Stored data:
========
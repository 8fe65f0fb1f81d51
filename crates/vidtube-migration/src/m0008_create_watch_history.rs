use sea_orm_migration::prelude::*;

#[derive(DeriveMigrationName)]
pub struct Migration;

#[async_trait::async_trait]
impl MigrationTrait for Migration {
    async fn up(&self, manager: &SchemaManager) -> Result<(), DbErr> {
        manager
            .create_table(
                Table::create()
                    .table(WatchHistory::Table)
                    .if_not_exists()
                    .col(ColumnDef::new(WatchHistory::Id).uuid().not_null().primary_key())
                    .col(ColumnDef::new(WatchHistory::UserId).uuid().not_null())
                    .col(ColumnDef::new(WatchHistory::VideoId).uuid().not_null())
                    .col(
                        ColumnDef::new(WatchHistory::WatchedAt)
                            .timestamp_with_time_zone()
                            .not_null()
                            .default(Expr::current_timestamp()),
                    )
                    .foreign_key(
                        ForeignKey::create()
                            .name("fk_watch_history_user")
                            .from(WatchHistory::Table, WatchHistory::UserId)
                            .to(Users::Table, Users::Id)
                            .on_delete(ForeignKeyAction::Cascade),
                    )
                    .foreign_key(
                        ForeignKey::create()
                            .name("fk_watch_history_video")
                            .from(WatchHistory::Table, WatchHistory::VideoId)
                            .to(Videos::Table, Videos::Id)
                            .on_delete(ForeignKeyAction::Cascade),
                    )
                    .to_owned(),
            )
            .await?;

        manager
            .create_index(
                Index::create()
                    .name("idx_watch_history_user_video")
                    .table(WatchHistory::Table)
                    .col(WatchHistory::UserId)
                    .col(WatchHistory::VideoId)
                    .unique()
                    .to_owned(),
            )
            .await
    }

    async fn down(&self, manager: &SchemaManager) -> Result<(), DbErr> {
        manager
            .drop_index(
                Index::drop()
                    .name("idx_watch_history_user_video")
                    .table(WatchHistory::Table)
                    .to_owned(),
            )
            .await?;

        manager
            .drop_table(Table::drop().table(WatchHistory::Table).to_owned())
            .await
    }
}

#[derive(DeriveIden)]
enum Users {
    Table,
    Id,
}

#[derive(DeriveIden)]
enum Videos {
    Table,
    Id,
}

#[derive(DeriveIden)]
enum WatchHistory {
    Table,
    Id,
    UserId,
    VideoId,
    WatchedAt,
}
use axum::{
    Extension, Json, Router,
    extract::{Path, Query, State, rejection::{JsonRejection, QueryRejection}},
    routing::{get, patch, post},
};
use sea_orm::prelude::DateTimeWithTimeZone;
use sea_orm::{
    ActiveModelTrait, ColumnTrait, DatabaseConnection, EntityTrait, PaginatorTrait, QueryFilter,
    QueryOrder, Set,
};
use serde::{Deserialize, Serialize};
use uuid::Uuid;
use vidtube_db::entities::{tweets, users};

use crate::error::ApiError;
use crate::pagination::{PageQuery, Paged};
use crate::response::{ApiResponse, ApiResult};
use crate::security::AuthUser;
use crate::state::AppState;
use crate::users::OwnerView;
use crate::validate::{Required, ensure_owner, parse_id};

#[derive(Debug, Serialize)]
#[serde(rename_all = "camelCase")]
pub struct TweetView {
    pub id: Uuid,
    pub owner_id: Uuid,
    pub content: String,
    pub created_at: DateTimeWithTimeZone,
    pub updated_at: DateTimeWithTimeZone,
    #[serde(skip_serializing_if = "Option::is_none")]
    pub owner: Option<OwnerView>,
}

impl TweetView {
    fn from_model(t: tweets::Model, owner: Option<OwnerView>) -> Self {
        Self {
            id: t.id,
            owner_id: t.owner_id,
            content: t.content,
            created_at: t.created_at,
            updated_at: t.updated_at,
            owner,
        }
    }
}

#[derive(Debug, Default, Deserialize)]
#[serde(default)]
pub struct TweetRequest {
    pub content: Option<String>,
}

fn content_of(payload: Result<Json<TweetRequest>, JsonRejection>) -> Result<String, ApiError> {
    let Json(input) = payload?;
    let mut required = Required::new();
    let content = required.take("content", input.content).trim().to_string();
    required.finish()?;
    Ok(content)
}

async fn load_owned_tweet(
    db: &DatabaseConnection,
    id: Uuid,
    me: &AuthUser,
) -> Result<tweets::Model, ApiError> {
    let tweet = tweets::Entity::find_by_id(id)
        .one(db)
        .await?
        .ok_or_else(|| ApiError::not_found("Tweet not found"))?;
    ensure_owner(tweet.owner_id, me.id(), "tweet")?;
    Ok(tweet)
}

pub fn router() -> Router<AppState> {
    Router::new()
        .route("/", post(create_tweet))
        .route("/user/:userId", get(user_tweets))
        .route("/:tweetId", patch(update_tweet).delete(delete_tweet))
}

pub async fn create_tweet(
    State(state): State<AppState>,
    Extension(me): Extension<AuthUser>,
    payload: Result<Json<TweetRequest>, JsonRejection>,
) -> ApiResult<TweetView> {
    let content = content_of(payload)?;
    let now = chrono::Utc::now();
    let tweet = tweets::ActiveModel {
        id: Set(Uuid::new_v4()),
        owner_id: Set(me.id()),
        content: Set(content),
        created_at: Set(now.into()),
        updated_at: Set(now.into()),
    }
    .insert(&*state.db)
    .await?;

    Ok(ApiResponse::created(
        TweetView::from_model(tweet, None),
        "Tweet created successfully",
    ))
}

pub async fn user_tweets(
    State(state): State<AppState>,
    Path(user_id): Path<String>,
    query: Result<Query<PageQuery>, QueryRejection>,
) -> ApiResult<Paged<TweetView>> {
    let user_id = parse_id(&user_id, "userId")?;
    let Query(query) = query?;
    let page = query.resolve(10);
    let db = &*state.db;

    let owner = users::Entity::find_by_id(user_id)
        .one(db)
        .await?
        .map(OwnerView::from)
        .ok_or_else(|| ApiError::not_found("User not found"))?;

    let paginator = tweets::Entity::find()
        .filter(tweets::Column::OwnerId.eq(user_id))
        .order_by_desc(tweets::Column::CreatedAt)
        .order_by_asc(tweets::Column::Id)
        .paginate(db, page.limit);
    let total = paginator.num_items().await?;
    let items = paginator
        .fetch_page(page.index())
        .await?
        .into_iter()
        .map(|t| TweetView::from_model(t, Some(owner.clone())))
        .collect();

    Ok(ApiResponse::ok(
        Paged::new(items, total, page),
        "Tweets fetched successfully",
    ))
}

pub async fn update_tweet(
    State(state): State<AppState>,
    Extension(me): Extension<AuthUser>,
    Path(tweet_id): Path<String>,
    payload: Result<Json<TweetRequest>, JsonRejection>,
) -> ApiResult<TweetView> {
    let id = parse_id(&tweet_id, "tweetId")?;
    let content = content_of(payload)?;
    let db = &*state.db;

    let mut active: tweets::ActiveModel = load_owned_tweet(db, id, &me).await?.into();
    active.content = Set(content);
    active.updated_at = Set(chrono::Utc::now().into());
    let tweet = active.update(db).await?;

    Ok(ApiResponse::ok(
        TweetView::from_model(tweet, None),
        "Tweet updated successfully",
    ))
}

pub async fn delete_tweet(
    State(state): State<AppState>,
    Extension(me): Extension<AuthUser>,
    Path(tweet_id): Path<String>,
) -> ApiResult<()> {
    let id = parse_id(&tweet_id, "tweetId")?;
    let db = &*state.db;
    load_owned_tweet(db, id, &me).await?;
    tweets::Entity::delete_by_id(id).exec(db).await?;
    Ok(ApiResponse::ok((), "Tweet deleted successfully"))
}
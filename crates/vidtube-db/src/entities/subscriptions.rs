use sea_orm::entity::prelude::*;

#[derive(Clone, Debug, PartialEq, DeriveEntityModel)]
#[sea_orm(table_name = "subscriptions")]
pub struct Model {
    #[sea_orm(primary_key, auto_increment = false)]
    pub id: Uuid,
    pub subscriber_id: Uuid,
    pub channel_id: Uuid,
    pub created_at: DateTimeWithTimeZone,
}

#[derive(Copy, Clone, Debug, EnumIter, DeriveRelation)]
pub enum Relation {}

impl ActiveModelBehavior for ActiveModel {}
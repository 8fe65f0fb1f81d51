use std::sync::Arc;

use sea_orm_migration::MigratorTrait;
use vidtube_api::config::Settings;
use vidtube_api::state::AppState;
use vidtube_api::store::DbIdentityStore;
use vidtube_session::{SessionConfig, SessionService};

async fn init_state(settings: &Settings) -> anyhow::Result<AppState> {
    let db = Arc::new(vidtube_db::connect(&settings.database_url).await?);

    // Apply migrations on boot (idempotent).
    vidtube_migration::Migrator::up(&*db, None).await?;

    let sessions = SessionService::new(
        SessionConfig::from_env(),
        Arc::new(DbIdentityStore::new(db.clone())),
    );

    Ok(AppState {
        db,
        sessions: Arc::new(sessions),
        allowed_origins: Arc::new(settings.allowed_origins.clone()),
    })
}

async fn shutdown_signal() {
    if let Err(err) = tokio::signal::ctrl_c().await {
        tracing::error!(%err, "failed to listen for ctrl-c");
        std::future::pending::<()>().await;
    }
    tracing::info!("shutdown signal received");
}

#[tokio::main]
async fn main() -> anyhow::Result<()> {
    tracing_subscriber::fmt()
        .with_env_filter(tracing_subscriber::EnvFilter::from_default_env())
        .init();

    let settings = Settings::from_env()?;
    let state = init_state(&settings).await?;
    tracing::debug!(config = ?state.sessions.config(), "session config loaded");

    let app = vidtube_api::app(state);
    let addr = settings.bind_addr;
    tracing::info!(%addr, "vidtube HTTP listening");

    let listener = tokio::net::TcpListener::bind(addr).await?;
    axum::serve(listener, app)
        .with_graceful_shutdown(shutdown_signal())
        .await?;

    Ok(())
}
========
### Task objective
Among the lines of the preceding data, which ones hold the word "entities"? List them.

### Result for this task
use vidtube_db::entities::{tweets, users};
filename crates/vidtube-db/src/entities/subscriptions.rs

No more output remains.